Each record below needs to be set down again exactly.

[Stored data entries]
◆ ◆ ◆ ◆ ◆

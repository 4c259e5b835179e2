use tokio_util::sync::CancellationToken;

use crate::entry::SourceEntry;
use crate::errors::{ErrorKind, ProviderError, ProviderResult};
use crate::path_map::{DestPath, MappedPath, PathMapper};
use crate::provider::SourceProvider;
use crate::report::ErrorRecord;
use crate::retry::{with_retry, RetryPolicy};

/// One source entry together with where it lands.
#[derive(Debug, Clone, PartialEq, Eq)]
pub struct PlannedEntry {
    pub entry: SourceEntry,
    pub dest: DestPath,
}

/// Flat, ordered result of walking the source tree.
///
/// Every folder precedes the entries it contains. Excluded entries (and the
/// contents of excluded folders) are absent.
#[derive(Debug, Clone, Default, PartialEq, Eq)]
pub struct ScanPlan {
    pub entries: Vec<PlannedEntry>,
    pub files: u64,
    pub folders: u64,
    pub bytes: u64,
    pub excluded: u64,
    /// Folders whose listing failed; their subtrees are missing.
    pub errors: Vec<ErrorRecord>,
    /// Set when a file cap cut the walk short.
    pub truncated: bool,
}

impl ScanPlan {
    fn push(&mut self, entry: SourceEntry, dest: DestPath) {
        if entry.is_file() {
            self.files += 1;
            self.bytes += entry.size;
        } else {
            self.folders += 1;
        }
        self.entries.push(PlannedEntry { entry, dest });
    }

    /// Destination paths in plan order.
    pub fn dest_paths(&self) -> Vec<&str> {
        self.entries.iter().map(|p| p.dest.as_str()).collect()
    }
}

pub(crate) struct Scanner<'a> {
    pub source: &'a dyn SourceProvider,
    pub mapper: &'a PathMapper,
    /// Folder the walk starts from. Entries are still mapped relative to the
    /// mapper's source root, so a partial walk lands where a full one would.
    pub root: &'a str,
    pub retry: &'a RetryPolicy,
    /// Stop once this many files are planned.
    pub file_limit: Option<usize>,
}

impl Scanner<'_> {
    /// Walk the tree depth-first in listing order.
    ///
    /// A failure to list the root is returned as an error; failures below the
    /// root are recorded in the plan and the walk continues.
    pub async fn scan(&self, cancel: &CancellationToken) -> ProviderResult<ScanPlan> {
        let mut plan = ScanPlan::default();
        let mut stack: Vec<Vec<SourceEntry>> = vec![self.list(self.root).await?];

        while let Some(level) = stack.last_mut() {
            if cancel.is_cancelled() {
                return Err(ProviderError::new(ErrorKind::Cancelled, "scan interrupted"));
            }
            // levels are stored reversed so the next entry in listing order is last
            let Some(entry) = level.pop() else {
                stack.pop();
                continue;
            };

            let dest = match self.mapper.map(&entry.path)? {
                MappedPath::Excluded => {
                    log::debug!("excluded {}", entry.path);
                    plan.excluded += 1;
                    continue;
                }
                MappedPath::Mapped(dest) => dest,
            };

            if entry.is_file() {
                log::debug!(
                    "{}: {} bytes, modified {}, content id {}",
                    entry.path,
                    entry.size,
                    entry
                        .modified
                        .map(|m| m.to_rfc3339())
                        .unwrap_or_else(|| "unknown".into()),
                    entry.content_id
                );
                if let Some(sharing) = entry.sharing.as_ref().filter(|s| s.is_shared()) {
                    for grant in &sharing.grants {
                        log::debug!("{}: shared with {} ({})", entry.path, grant.principal, grant.access_level);
                    }
                }
                plan.push(entry, dest);
                if self
                    .file_limit
                    .is_some_and(|limit| plan.files >= limit as u64)
                {
                    plan.truncated = true;
                    break;
                }
                continue;
            }

            let path = entry.path.clone();
            plan.push(entry, dest);
            match self.list(&path).await {
                Ok(children) => stack.push(children),
                Err(err) => {
                    log::error!("failed to list {path}: {err}");
                    plan.errors.push(ErrorRecord::from_error(&path, &err));
                }
            }
        }

        log::info!(
            "scan found {} files in {} folders ({} bytes, {} excluded)",
            plan.files,
            plan.folders,
            plan.bytes,
            plan.excluded
        );
        Ok(plan)
    }

    async fn list(&self, path: &str) -> ProviderResult<Vec<SourceEntry>> {
        let mut entries = with_retry(self.retry, &format!("list {path}"), || self.source.list_folder(path))
            .await
            .map_err(|err| err.with_path(path))?;
        entries.sort_by(|a, b| a.path.cmp(&b.path));
        entries.reverse();
        Ok(entries)
    }
}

◆ ◆ ◆ ◆ ◆

▶ Written response:
repository 4c259e5b835179e2
use tokio_util::sync::CancellationToken;

use crate::entry::SourceEntry;
use crate::errors::{ErrorKind, ProviderError, ProviderResult};
use crate::path_map::{DestPath, MappedPath, PathMapper};
use crate::provider::SourceProvider;
use crate::report::ErrorRecord;
use crate::retry::{with_retry, RetryPolicy};

/// One source entry together with where it lands.
#[derive(Debug, Clone, PartialEq, Eq)]
pub struct PlannedEntry {
    pub entry: SourceEntry,
    pub dest: DestPath,
}

/// Flat, ordered result of walking the source tree.
///
/// Every folder precedes the entries it contains. Excluded entries (and the
/// contents of excluded folders) are absent.
#[derive(Debug, Clone, Default, PartialEq, Eq)]
pub struct ScanPlan {
    pub entries: Vec<PlannedEntry>,
    pub files: u64,
    pub folders: u64,
    pub bytes: u64,
    pub excluded: u64,
    /// Folders whose listing failed; their subtrees are missing.
    pub errors: Vec<ErrorRecord>,
    /// Set when a file cap cut the walk short.
    pub truncated: bool,
}

impl ScanPlan {
    fn push(&mut self, entry: SourceEntry, dest: DestPath) {
        if entry.is_file() {
            self.files += 1;
            self.bytes += entry.size;
        } else {
            self.folders += 1;
        }
        self.entries.push(PlannedEntry { entry, dest });
    }

    /// Destination paths in plan order.
    pub fn dest_paths(&self) -> Vec<&str> {
        self.entries.iter().map(|p| p.dest.as_str()).collect()
    }
}

pub(crate) struct Scanner<'a> {
    pub source: &'a dyn SourceProvider,
    pub mapper: &'a PathMapper,
    /// Folder the walk starts from. Entries are still mapped relative to the
    /// mapper's source root, so a partial walk lands where a full one would.
    pub root: &'a str,
    pub retry: &'a RetryPolicy,
    /// Stop once this many files are planned.
    pub file_limit: Option<usize>,
}

impl Scanner<'_> {
    /// Walk the tree depth-first in listing order.
    ///
    /// A failure to list the root is returned as an error; failures below the
    /// root are recorded in the plan and the walk continues.
    pub async fn scan(&self, cancel: &CancellationToken) -> ProviderResult<ScanPlan> {
        let mut plan = ScanPlan::default();
        let mut stack: Vec<Vec<SourceEntry>> = vec![self.list(self.root).await?];

        while let Some(level) = stack.last_mut() {
            if cancel.is_cancelled() {
                return Err(ProviderError::new(ErrorKind::Cancelled, "scan interrupted"));
            }
            // levels are stored reversed so the next entry in listing order is last
            let Some(entry) = level.pop() else {
                stack.pop();
                continue;
            };

            let dest = match self.mapper.map(&entry.path)? {
                MappedPath::Excluded => {
                    log::debug!("excluded {}", entry.path);
                    plan.excluded += 1;
                    continue;
                }
                MappedPath::Mapped(dest) => dest,
            };

            if entry.is_file() {
                log::debug!(
                    "{}: {} bytes, modified {}, content id {}",
                    entry.path,
                    entry.size,
                    entry
                        .modified
                        .map(|m| m.to_rfc3339())
                        .unwrap_or_else(|| "unknown".into()),
                    entry.content_id
                );
                if let Some(sharing) = entry.sharing.as_ref().filter(|s| s.is_shared()) {
                    for grant in &sharing.grants {
                        log::debug!("{}: shared with {} ({})", entry.path, grant.principal, grant.access_level);
                    }
                }
                plan.push(entry, dest);
                if self
                    .file_limit
                    .is_some_and(|limit| plan.files >= limit as u64)
                {
                    plan.truncated = true;
                    break;
                }
                continue;
            }

            let path = entry.path.clone();
            plan.push(entry, dest);
            match self.list(&path).await {
                Ok(children) => stack.push(children),
                Err(err) => {
                    log::error!("failed to list {path}: {err}");
                    plan.errors.push(ErrorRecord::from_error(&path, &err));
                }
            }
        }

        log::info!(
            "scan found {} files in {} folders ({} bytes, {} excluded)",
            plan.files,
            plan.folders,
            plan.bytes,
            plan.excluded
        );
        Ok(plan)
    }

    async fn list(&self, path: &str) -> ProviderResult<Vec<SourceEntry>> {
        let mut entries = with_retry(self.retry, &format!("list {path}"), || self.source.list_folder(path))
            .await
            .map_err(|err| err.with_path(path))?;
        entries.sort_by(|a, b| a.path.cmp(&b.path));
        entries.reverse();
        Ok(entries)
    }
}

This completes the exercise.